Record set Block Start

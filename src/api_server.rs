//! The HTTP side of the backend: the `/api/` model endpoint, and
//! optionally pages rendered with their widgets.

use std::{borrow::Cow,
          path::PathBuf,
          rc::Rc,
          sync::Arc,
          thread::JoinHandle,
          time::Duration};

use anyhow::{Result, anyhow};
use rouille::{Request, Response, ResponseBody, Server};
use scoped_thread_pool::Pool;
use serde_json::Value;

use crate::{accesslog::AccessLog,
            fixtures::Fixtures,
            io_util::my_read_to_string,
            model_store::{ApiError, ModelQuery, ModelStore},
            page::render_page,
            registry::WidgetRegistry,
            transport::HttpTransport,
            warn, info};


/// Pages to serve, with the widget pipeline fetching models from
/// `api_base`.
pub struct PageSite {
    pub pages_dir: PathBuf,
    pub fixtures: Arc<Fixtures>,
    pub api_base: String,
    pub fetch_timeout: Duration,
    pub pool: Arc<Pool>,
}

impl PageSite {
    /// Render the page source `html` through a pipeline of its own.
    pub fn render(&self, html: &str) -> Result<String> {
        let transport = Rc::new(HttpTransport::new(
            &self.api_base, self.fetch_timeout, self.pool.clone())?);
        let registry = WidgetRegistry::from_fixtures(transport.clone(), &self.fixtures)?;
        render_page(html, &registry, &self.fixtures.settings.dom_attach_point,
                    || transport.drain())
    }
}

pub struct ApiServer {
    pub store: Arc<ModelStore>,
    pub log: Arc<AccessLog>,
    pub pages: Option<PageSite>,
}

pub fn json_response(code: u16, body: &Value) -> Response {
    Response::json(body).with_status_code(code)
}

pub fn errorpage_from_status(code: u16, title: &str) -> Response {
    let resp = format!("<html><head><title>{title}</title></head><body><h1>{title}</h1>\
                        </body></html>\n");
    Response {
        status_code: code,
        headers: vec![(Cow::from("Content-type"), Cow::from("text/html; charset=utf-8"))],
        data: ResponseBody::from_string(resp),
        upgrade: None,
    }
}

/// Without `.` segments, and `None` if `..` would leave the root.
fn canonicalize_path(path: &str) -> Option<Vec<&str>> {
    let mut out = Vec::new();
    for segment in path.split('/') {
        match segment {
            "." | "" => (),
            ".." =>
                if out.pop().is_none() {
                    return None
                },
            _ => out.push(segment)
        }
    }
    Some(out)
}

impl ApiServer {
    pub fn handle(&self, request: &Request) -> Response {
        self.log.log(request, || self.route(request))
    }

    fn route(&self, request: &Request) -> Response {
        let url = request.url();
        if url == "/api" || url == "/api/" {
            let (code, body) = self.api(request);
            return json_response(code, &body)
        }
        match &self.pages {
            Some(site) => self.page(site, &url),
            None => errorpage_from_status(404, "Not Found"),
        }
    }

    /// Status and body for the `/api/` endpoint.
    pub fn api(&self, request: &Request) -> (u16, Value) {
        if request.method() != "GET" {
            let e = ApiError::InvalidMethod(request.method().into());
            return (e.code(), e.to_json())
        }
        let model = request.get_param("model");
        let filter = request.get_param("filter");
        let sort = request.get_param("sort");
        match ModelQuery::from_params(model.as_deref(), filter.as_deref(), sort.as_deref()) {
            Ok(query) => self.store.get_response(&query),
            Err(e) => (e.code(), e.to_json()),
        }
    }

    fn page(&self, site: &PageSite, url: &str) -> Response {
        let segments = match canonicalize_path(url) {
            Some(s) => s,
            None => return errorpage_from_status(404, "Not Found"),
        };
        let mut path = site.pages_dir.clone();
        if segments.is_empty() {
            path.push("index.html");
        } else {
            for s in &segments {
                path.push(s);
            }
            if path.extension().is_none() {
                path.set_extension("html");
            }
        }
        if ! path.is_file() {
            return errorpage_from_status(404, "Not Found")
        }
        let result = my_read_to_string(&path).and_then(|html| site.render(&html));
        match result {
            Ok(html) => Response::html(html),
            Err(e) => {
                warn!("rendering page {path:?}: {e:#}");
                errorpage_from_status(500, "Internal Server Error")
            }
        }
    }
}

/// Run the server in a thread of its own, until something is sent
/// on the returned sender. Dropping the sender does not stop it.
pub fn run_server(
    addr: &str,
    server: Arc<ApiServer>,
) -> Result<(std::net::SocketAddr, JoinHandle<()>, std::sync::mpsc::Sender<()>)> {
    let server = Server::new(addr, move |request| server.handle(request))
        .map_err(|e| anyhow!("starting server on {addr:?}: {e}"))?;
    let local = server.server_addr();
    info!("listening on {local}");
    let (handle, stop) = server.stoppable();
    Ok((local, handle, stop))
}
impl<'a, const N: usize> PaletteCanvas<'a, N> {
    pub fn new(mode: &'static Mode, ram: &'a VideoRam<N>) -> Result<Self, ModeError> {
        expect_format::<N>(mode, Format::Palette)?;
        Ok(Self { mode, ram })
    }

    /// Set palette entry `idx`. Stored big-endian, the order the LCD expects.
    pub fn set_palette(&mut self, idx: u8, color: Rgb565) {
        let raw = ((color.r() as u16) << 11) | ((color.g() as u16) << 5) | color.b() as u16;
        let base = self.mode.layout().palette.start + 2 * idx as usize;
        let [hi, lo] = raw.to_be_bytes();
        self.ram.set(base, hi);
        self.ram.set(base + 1, lo);
    }

    pub fn palette(&self, idx: u8) -> Rgb565 {
        let base = self.mode.layout().palette.start + 2 * idx as usize;
        let raw = u16::from_be_bytes([self.ram.get(base), self.ram.get(base + 1)]);
        Rgb565::new((raw >> 11) as u8, ((raw >> 5) & 0x3F) as u8, (raw & 0x1F) as u8)
    }

    /// Load a 3-3-2 RGB palette, so index bits are `RRRGGGBB`.
    pub fn load_default_palette(&mut self) {
        for i in 0..=255u8 {
            let (r, g, b) = ((i >> 5) as u16, ((i >> 2) & 0x07) as u16, (i & 0x03) as u16);
            self.set_palette(i, Rgb565::new((r * 31 / 7) as u8, (g * 63 / 7) as u8, (b * 31 / 3) as u8));
        }
    }
}

impl<const N: usize> OriginDimensions for PaletteCanvas<'_, N> {
    fn size(&self) -> Size {
        Size::new(self.mode.width as u32, self.mode.height as u32)
    }
}

impl<const N: usize> DrawTarget for PaletteCanvas<'_, N> {
    type Color = Index;
    type Error = Infallible;

    fn draw_iter<I>(&mut self, pixels: I) -> Result<(), Self::Error>
        where I: IntoIterator<Item = Pixel<Self::Color>>
    {
        let width = self.mode.width as usize;
        for Pixel(coord, color) in pixels.into_iter() {
            if let Some((x, y)) = clip(self.mode, coord) {
                self.ram.set(y * width + x, color.0);
            }
        }
        Ok(())
    }

    fn clear(&mut self, color: Self::Color) -> Result<(), Self::Error> {
        self.ram.fill(self.mode.layout().pixels, color.0);
        Ok(())
    }
}

/// Character console for text modes.
///
/// Writes go to the cursor position, wrapping at the right edge and
/// scrolling the screen up when the cursor leaves the bottom row.
/// Characters outside printable ASCII are shown as `?`.
pub struct TextConsole<'a, const N: usize> {
    mode: &'static Mode,
    ram: &'a VideoRam<N>,
    col: u16,
    row: u16,
    inverse: bool,
}

impl<'a, const N: usize> TextConsole<'a, N> {
    pub fn new(mode: &'static Mode, ram: &'a VideoRam<N>) -> Result<Self, ModeError> {
        expect_format::<N>(mode, Format::Text)?;
        Ok(Self { mode, ram, col: 0, row: 0, inverse: false })
    }

    /// Blank the screen and home the cursor.
    pub fn clear(&mut self) {
        self.ram.fill(self.mode.layout().pixels, b' ');
        self.col = 0;
        self.row = 0;
    }

    pub fn cursor(&self) -> (u16, u16) {
        (self.col, self.row)
    }

    /// Move the cursor, clamped to the screen.
    pub fn set_cursor(&mut self, col: u16, row: u16) {
        self.col = col.min(self.mode.cols() - 1);
        self.row = row.min(self.mode.rows() - 1);
    }

    /// Subsequent characters are drawn inverted.
    pub fn set_inverse(&mut self, inverse: bool) {
        self.inverse = inverse;
    }

    /// Write `s` starting at (`col`, `row`).
    pub fn print_at(&mut self, col: u16, row: u16, s: &str) {
        self.set_cursor(col, row);
        for c in s.chars() {
            self.put_char(c);
        }
    }

    /// Character code stored at (`col`, `row`), including the inverse bit.
    pub fn char_at(&self, col: u16, row: u16) -> u8 {
        self.ram.get(row as usize * self.mode.stride as usize + col as usize)
    }

    pub fn put_char(&mut self, c: char) {
        match c {
            '\n' => self.newline(),
            '\r' => self.col = 0,
            '\x08' => {
                if self.col > 0 {
                    self.col -= 1;
                    self.store(b' ');
                }
            }
            c => {
                let code = if (' '..='~').contains(&c) { c as u8 } else { b'?' };
                self.store(if self.inverse { code | 0x80 } else { code });
                self.col += 1;
                if self.col >= self.mode.cols() {
                    self.newline();
                }
            }
        }
    }

    fn store(&self, code: u8) {
        let idx = self.row as usize * self.mode.stride as usize + self.col as usize;
        self.ram.set(idx, code);
    }

    fn newline(&mut self) {
        self.col = 0;
        if self.row + 1 < self.mode.rows() {
            self.row += 1;
        } else {
            self.scroll();
        }
    }

    /// Move every row up by one and blank the last row.
    fn scroll(&mut self) {
        let cols = self.mode.stride as usize;
        let rows = self.mode.rows() as usize;
        self.ram.copy_within(cols, 0, cols * (rows - 1));
        self.ram.fill(cols * (rows - 1)..cols * rows, b' ');
    }
}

Record set Block End

### [What is needed]
Across the entries above, tally the lines that contain the string "pipeline" and give that figure alone.

### [Expected answer]
2